* Task statement:
Across all the records, filter for lines with the word "directory" and copy them.

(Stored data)
╭──
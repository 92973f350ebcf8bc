// SPDX-License-Identifier: MIT OR Apache-2.0
// Copyright (c) 2025 climprep contributors

//! climprep - derived climate dataset preparation
//!
//! Builds the targets of a recipe document in dependency order.

use clap::Parser;
use miette::Result;
use tracing_subscriber::{layer::SubscriberExt, util::SubscriberInitExt};

use climprep::cli::{Cli, Commands};

#[tokio::main]
async fn main() -> Result<()> {
    // Initialize tracing
    tracing_subscriber::registry()
        .with(
            tracing_subscriber::EnvFilter::try_from_default_env()
                .unwrap_or_else(|_| "climprep=info".into()),
        )
        .with(
            tracing_subscriber::fmt::layer()
                .with_target(false)
                .with_writer(std::io::stderr),
        )
        .init();

    let cli = Cli::parse();

    // Change to specified directory if provided
    if let Some(ref dir) = cli.directory {
        std::env::set_current_dir(dir).map_err(|e| {
            miette::miette!("Failed to change to directory '{}': {}", dir.display(), e)
        })?;
    }

    // Dispatch to command handlers
    match cli.command {
        Commands::Prepare(args) => climprep::cli::prepare::run(args, cli.verbose).await,
        Commands::Validate { recipe } => climprep::cli::validate::run(recipe, cli.verbose).await,
        Commands::Graph { recipe, format } => {
            climprep::cli::graph::run(recipe, format, cli.verbose).await
        }
        Commands::Store { action, save_dir } => {
            climprep::cli::store::run(action, save_dir, cli.verbose).await
        }
        Commands::Transforms => climprep::cli::transforms::run(cli.verbose).await,
    }
}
╰──
* Task response:
    // Change to specified directory if provided
    if let Some(ref dir) = cli.directory {
            miette::miette!("Failed to change to directory '{}': {}", dir.display(), e)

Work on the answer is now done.